= Beginning of Section =
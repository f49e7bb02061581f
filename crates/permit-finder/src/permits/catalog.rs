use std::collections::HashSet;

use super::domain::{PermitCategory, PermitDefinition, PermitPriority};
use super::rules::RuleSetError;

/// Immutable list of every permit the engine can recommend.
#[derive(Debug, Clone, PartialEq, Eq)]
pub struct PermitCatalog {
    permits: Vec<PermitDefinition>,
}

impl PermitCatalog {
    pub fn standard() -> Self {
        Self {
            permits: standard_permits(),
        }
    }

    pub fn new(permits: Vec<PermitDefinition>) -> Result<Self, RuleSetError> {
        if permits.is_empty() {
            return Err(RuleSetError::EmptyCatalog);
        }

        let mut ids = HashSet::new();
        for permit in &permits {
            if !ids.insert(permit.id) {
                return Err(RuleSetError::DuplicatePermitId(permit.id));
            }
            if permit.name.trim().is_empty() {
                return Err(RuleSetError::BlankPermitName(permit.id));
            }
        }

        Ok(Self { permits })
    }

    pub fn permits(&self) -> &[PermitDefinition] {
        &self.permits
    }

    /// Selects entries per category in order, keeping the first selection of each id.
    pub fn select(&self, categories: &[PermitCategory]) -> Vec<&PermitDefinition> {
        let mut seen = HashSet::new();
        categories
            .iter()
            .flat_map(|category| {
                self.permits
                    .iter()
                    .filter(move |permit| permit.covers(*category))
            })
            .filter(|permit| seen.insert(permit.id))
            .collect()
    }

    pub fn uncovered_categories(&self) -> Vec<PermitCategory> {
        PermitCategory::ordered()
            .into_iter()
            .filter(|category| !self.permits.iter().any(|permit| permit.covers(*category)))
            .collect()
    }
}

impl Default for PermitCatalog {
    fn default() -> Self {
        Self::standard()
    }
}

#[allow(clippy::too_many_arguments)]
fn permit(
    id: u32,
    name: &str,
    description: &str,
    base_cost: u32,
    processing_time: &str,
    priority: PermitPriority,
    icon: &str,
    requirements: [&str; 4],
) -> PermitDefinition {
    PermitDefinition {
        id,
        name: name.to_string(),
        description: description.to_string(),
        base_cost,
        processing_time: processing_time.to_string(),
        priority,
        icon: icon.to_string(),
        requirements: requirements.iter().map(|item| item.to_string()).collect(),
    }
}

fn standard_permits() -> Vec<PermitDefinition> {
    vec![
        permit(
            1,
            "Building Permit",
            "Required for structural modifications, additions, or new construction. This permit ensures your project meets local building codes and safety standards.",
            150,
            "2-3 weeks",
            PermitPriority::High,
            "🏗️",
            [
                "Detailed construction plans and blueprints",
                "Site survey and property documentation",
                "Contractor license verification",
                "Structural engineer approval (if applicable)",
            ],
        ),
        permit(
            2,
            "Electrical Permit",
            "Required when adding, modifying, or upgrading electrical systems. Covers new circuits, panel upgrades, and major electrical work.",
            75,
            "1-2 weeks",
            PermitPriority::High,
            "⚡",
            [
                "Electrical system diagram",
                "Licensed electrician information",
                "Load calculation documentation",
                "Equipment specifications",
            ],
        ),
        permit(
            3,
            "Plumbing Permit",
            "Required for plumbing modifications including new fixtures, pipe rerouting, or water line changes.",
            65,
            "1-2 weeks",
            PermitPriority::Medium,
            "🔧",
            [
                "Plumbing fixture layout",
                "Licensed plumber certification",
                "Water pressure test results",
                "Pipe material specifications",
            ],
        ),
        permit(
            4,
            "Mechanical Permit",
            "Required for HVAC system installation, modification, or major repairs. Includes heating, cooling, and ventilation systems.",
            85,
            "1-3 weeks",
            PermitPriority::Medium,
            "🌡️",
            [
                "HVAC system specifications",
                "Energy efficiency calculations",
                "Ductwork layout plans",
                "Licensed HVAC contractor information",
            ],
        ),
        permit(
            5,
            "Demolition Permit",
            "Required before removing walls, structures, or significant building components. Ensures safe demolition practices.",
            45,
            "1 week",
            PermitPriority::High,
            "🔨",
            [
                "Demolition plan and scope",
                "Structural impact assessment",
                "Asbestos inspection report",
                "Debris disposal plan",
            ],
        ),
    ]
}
= End of Section =
Work instruction — Give the tally of lines in the listing above that contain the string "modifications", with nothing besides it.

Answer below — 2